Work task → Only the lines that contain the string "Some" belong in the answer; pull them from the records.

Input records: Begin

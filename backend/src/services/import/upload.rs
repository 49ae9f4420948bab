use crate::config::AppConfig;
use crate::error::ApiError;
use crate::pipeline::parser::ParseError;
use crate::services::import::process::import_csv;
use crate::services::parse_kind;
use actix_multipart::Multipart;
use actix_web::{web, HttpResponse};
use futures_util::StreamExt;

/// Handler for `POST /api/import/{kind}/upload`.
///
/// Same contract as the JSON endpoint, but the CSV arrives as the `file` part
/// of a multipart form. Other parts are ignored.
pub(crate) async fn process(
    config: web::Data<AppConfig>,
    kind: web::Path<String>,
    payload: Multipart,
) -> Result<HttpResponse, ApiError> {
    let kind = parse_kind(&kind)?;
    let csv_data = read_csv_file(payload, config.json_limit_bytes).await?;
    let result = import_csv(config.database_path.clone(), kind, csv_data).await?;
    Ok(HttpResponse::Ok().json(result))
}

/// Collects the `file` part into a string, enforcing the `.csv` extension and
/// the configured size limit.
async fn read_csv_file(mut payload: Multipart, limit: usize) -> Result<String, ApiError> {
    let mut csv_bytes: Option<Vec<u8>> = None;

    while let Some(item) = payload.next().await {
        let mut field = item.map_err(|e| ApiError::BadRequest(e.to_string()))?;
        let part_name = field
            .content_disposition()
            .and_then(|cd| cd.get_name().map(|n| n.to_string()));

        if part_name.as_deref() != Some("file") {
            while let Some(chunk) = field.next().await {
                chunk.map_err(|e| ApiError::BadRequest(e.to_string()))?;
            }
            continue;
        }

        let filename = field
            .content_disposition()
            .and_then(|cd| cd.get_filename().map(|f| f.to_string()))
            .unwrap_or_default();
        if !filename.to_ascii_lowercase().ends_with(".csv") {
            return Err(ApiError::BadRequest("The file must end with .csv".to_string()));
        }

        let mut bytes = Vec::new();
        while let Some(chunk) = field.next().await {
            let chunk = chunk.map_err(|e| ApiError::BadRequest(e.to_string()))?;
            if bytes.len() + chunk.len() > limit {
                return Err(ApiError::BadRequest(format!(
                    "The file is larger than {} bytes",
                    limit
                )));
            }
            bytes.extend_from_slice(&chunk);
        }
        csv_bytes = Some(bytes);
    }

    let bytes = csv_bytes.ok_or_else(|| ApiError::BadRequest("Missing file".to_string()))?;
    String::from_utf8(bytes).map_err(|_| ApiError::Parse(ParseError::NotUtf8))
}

Input records: End
Input records: Begin

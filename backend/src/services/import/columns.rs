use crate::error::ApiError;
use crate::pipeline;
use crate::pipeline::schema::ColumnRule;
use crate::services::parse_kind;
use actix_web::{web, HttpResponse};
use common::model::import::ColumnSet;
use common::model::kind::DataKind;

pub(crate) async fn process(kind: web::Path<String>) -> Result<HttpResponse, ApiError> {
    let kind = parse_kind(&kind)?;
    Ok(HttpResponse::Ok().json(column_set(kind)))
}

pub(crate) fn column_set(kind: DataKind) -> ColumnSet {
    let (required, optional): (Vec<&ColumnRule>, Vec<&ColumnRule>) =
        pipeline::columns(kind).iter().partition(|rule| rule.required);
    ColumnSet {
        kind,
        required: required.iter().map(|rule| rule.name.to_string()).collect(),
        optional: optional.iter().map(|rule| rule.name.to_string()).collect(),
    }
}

Input records: End
Input records: Begin

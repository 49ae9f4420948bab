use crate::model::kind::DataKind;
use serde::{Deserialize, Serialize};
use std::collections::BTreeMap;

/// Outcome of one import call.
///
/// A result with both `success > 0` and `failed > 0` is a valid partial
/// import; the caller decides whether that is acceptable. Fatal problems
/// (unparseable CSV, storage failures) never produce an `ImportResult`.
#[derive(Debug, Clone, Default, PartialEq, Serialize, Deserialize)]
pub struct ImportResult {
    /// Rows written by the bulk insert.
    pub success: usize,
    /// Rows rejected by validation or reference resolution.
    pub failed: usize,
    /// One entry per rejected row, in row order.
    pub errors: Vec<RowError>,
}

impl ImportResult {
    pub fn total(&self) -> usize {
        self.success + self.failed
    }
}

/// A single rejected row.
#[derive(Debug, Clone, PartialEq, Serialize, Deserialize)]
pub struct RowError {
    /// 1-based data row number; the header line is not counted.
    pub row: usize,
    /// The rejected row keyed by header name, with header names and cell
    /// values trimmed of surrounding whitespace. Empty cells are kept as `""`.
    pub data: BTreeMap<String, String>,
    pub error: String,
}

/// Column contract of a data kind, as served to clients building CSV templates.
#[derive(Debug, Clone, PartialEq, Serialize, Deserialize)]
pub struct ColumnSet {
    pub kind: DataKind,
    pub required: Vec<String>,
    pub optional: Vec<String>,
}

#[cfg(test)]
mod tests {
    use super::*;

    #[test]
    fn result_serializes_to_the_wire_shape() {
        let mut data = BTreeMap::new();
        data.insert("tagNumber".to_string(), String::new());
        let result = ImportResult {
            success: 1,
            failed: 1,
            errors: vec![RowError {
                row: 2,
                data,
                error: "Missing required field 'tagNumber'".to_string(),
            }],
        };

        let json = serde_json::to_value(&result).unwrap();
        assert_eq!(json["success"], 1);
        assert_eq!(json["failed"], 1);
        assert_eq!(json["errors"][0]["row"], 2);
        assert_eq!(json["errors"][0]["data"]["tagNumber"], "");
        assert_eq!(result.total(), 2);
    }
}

Input records: End

The completed task →
    while let Some(item) = payload.next().await {
        if part_name.as_deref() != Some("file") {
            while let Some(chunk) = field.next().await {
        while let Some(chunk) = field.next().await {
        csv_bytes = Some(bytes);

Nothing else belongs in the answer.